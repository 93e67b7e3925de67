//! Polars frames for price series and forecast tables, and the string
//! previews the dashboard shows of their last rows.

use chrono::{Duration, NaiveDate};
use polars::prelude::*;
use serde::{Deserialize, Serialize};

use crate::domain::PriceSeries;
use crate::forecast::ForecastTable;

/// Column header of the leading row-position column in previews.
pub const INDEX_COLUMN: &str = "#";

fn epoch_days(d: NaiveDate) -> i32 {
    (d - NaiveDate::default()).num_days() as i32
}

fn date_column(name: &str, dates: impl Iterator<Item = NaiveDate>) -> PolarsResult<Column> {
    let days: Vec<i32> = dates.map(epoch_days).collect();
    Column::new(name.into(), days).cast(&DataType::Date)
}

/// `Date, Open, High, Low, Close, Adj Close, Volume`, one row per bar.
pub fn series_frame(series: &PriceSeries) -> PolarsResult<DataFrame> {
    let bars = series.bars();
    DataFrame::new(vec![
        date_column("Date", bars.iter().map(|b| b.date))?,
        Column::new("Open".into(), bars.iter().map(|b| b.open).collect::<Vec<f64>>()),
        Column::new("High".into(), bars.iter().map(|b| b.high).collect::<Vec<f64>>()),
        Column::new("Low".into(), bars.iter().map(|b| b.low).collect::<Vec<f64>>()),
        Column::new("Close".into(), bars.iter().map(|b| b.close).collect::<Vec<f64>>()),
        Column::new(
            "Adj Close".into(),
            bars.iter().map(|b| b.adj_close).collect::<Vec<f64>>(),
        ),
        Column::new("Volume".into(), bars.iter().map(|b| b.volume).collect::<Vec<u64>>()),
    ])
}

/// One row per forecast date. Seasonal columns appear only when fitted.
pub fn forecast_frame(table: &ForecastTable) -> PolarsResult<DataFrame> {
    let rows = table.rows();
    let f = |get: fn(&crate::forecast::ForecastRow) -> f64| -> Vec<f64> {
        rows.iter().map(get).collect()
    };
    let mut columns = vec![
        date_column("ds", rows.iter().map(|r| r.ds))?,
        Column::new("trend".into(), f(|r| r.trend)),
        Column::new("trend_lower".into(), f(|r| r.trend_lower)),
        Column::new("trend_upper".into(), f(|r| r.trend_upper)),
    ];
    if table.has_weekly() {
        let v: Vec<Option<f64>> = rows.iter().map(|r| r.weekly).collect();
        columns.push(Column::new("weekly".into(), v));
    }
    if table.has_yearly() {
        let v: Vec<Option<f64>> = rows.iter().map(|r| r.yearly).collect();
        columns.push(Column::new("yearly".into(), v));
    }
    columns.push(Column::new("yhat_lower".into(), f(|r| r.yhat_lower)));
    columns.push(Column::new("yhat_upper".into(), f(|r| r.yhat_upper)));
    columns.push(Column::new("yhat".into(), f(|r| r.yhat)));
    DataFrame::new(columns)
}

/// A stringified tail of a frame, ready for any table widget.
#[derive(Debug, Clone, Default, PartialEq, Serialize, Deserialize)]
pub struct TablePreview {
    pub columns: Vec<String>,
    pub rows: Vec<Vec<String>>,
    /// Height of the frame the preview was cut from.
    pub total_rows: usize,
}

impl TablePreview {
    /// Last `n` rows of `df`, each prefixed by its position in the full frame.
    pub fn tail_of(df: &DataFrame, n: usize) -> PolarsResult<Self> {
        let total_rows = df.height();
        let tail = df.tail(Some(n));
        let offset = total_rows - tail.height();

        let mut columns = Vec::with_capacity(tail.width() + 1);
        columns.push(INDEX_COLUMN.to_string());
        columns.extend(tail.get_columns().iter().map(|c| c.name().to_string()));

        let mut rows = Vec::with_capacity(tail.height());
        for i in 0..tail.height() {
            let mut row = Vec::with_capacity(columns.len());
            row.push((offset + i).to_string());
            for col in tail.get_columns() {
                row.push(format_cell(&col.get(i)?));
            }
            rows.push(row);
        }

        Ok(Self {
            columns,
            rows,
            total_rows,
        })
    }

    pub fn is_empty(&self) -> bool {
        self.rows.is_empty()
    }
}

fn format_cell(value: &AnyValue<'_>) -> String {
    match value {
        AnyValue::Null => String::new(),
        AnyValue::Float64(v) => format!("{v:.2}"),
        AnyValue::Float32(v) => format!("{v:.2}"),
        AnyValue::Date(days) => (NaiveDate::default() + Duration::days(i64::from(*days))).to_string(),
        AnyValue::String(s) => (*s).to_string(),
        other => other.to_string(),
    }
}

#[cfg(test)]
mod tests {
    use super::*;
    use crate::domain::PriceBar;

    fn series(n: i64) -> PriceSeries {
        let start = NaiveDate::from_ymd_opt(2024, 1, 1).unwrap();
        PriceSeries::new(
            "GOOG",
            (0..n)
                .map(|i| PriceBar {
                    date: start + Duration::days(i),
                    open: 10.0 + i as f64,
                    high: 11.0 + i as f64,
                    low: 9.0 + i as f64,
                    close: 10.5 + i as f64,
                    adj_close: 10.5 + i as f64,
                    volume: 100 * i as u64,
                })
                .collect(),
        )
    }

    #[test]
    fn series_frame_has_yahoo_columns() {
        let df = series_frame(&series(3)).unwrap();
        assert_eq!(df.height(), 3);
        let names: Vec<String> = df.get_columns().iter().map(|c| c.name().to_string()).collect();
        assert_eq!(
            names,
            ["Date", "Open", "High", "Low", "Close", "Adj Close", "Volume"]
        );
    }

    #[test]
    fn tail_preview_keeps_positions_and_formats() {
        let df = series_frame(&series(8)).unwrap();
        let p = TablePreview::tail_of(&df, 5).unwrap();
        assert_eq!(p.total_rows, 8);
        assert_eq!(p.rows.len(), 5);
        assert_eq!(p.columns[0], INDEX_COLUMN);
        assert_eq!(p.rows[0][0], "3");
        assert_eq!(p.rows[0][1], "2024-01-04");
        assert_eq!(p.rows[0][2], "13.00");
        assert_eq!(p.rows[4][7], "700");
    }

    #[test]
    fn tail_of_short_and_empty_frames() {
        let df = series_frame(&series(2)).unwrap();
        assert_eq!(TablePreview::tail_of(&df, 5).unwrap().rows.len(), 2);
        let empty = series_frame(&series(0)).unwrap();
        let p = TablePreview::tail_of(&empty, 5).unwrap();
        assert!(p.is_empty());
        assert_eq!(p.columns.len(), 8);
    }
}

-------

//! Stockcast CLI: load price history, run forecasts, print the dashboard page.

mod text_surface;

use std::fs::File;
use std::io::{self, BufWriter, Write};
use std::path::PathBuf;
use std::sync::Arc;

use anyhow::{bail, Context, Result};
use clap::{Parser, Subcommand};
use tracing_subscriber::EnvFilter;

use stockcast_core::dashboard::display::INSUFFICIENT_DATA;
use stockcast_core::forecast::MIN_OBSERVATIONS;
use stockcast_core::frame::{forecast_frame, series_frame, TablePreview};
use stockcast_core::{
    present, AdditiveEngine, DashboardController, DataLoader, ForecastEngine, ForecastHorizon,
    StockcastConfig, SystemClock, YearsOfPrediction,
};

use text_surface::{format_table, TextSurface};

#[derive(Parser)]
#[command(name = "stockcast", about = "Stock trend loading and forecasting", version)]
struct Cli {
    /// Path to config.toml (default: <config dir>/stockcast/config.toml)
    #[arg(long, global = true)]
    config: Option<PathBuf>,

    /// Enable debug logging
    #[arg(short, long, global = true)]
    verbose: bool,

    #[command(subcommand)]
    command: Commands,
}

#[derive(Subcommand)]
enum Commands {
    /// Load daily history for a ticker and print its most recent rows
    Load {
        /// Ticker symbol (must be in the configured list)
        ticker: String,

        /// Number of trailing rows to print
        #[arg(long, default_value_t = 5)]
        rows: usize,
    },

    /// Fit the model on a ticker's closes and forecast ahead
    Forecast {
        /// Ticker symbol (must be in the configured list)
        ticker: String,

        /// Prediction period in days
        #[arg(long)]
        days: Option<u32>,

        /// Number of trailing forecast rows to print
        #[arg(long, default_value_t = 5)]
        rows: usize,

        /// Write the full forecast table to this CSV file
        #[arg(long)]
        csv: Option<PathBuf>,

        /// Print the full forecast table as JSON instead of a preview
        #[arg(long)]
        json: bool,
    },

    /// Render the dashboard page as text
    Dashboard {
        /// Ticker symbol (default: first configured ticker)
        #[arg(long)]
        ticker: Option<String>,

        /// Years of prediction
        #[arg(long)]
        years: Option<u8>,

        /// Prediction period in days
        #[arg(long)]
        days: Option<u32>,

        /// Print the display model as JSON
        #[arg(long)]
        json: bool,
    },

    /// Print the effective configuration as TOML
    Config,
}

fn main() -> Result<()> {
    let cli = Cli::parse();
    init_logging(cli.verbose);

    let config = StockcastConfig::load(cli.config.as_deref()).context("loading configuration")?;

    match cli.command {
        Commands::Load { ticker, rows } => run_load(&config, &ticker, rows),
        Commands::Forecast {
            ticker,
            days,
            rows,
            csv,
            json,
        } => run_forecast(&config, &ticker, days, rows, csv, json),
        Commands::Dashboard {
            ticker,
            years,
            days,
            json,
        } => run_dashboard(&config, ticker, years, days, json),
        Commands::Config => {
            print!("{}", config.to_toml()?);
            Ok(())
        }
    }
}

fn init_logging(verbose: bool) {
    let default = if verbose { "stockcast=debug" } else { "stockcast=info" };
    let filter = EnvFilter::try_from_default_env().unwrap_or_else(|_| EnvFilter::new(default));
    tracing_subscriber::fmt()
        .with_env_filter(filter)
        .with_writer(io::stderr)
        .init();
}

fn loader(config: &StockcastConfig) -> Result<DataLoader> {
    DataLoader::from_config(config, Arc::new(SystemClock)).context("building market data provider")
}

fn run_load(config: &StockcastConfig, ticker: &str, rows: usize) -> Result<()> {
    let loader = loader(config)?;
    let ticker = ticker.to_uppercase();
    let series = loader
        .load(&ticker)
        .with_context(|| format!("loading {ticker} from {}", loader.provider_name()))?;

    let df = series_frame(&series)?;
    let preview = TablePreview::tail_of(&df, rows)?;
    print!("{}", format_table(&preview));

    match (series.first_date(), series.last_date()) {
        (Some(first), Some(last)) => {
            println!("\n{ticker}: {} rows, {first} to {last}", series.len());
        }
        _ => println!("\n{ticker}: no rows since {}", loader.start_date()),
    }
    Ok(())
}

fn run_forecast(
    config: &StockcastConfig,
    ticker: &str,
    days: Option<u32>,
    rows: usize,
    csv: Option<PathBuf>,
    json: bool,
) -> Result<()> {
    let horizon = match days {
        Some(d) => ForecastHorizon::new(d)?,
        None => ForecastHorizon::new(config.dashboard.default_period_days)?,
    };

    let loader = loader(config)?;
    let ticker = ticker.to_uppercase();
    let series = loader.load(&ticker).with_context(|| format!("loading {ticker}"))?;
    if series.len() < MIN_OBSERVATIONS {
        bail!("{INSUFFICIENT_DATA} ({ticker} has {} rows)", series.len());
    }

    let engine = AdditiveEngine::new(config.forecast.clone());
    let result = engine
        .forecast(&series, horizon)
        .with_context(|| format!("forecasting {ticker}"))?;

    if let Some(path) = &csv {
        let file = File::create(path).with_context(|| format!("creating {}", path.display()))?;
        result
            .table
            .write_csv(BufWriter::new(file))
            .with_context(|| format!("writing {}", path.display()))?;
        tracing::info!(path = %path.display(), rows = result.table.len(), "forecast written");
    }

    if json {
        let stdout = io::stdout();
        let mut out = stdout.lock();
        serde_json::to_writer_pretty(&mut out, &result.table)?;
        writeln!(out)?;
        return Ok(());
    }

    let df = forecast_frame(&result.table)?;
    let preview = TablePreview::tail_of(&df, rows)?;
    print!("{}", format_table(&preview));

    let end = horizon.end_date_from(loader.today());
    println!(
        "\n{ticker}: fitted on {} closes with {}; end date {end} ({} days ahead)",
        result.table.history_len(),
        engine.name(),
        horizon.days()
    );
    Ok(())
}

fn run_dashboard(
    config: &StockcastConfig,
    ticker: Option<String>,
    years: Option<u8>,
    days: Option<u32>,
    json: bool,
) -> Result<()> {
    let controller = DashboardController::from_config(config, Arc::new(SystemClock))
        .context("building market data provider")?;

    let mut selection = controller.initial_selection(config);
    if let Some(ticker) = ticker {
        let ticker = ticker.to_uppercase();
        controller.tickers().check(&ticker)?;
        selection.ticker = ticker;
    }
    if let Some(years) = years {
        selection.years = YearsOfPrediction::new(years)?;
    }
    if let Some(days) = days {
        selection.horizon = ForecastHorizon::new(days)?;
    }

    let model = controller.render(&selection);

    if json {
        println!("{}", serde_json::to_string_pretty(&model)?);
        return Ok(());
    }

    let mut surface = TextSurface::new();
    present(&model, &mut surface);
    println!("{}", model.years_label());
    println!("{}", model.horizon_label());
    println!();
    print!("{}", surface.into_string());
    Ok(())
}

-------

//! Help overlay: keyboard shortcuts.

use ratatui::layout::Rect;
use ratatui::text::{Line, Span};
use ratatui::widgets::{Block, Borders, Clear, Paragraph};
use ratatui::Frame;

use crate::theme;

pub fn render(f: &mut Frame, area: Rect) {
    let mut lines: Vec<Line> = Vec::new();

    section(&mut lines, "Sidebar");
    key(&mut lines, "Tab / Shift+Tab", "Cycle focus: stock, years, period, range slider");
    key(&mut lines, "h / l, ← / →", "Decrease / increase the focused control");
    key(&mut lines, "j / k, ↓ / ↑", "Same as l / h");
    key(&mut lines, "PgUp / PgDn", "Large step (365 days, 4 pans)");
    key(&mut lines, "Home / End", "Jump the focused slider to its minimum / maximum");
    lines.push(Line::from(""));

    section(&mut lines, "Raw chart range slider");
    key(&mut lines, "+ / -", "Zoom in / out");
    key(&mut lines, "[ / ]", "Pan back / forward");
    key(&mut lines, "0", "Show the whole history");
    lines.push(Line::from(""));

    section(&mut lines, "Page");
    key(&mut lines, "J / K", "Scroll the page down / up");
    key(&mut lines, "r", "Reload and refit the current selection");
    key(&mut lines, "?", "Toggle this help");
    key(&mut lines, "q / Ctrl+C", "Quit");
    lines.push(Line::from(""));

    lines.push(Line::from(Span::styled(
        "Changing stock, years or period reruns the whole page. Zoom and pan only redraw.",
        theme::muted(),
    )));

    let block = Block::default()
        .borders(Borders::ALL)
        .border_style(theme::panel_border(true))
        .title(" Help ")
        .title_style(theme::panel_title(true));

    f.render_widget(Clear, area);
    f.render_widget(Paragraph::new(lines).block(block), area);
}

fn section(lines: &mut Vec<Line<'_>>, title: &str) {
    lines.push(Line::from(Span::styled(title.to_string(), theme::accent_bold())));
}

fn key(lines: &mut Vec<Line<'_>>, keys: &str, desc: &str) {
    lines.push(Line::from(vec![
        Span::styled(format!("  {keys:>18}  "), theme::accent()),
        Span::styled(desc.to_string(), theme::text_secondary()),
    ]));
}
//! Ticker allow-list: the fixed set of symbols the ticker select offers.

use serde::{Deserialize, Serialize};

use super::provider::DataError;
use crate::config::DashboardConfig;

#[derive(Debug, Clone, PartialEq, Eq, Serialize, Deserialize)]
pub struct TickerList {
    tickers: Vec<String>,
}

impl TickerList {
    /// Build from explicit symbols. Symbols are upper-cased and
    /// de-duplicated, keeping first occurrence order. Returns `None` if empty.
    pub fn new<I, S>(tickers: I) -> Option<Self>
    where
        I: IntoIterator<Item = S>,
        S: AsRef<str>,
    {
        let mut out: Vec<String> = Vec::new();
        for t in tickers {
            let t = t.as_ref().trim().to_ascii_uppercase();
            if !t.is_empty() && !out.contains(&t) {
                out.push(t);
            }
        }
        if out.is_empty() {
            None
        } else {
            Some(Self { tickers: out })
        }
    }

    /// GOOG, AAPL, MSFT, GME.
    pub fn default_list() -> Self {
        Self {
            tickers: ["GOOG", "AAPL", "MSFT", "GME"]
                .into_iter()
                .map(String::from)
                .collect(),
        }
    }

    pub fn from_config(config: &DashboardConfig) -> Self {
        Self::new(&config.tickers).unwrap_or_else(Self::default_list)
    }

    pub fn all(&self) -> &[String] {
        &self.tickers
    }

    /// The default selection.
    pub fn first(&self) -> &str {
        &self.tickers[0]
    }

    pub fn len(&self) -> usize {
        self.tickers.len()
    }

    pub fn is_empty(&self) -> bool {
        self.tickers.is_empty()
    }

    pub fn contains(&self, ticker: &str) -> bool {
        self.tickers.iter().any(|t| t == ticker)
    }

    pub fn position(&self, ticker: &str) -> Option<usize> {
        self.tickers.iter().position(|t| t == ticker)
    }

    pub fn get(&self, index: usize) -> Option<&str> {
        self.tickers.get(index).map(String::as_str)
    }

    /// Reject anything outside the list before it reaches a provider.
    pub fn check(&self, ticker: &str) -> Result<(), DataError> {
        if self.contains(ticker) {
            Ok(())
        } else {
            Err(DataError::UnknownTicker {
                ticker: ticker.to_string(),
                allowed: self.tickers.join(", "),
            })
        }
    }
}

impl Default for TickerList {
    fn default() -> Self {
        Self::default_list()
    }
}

-------

> _Task statement_
One number should be returned: how many lines in the records contain the word "full".

> _Result of the exercise_
3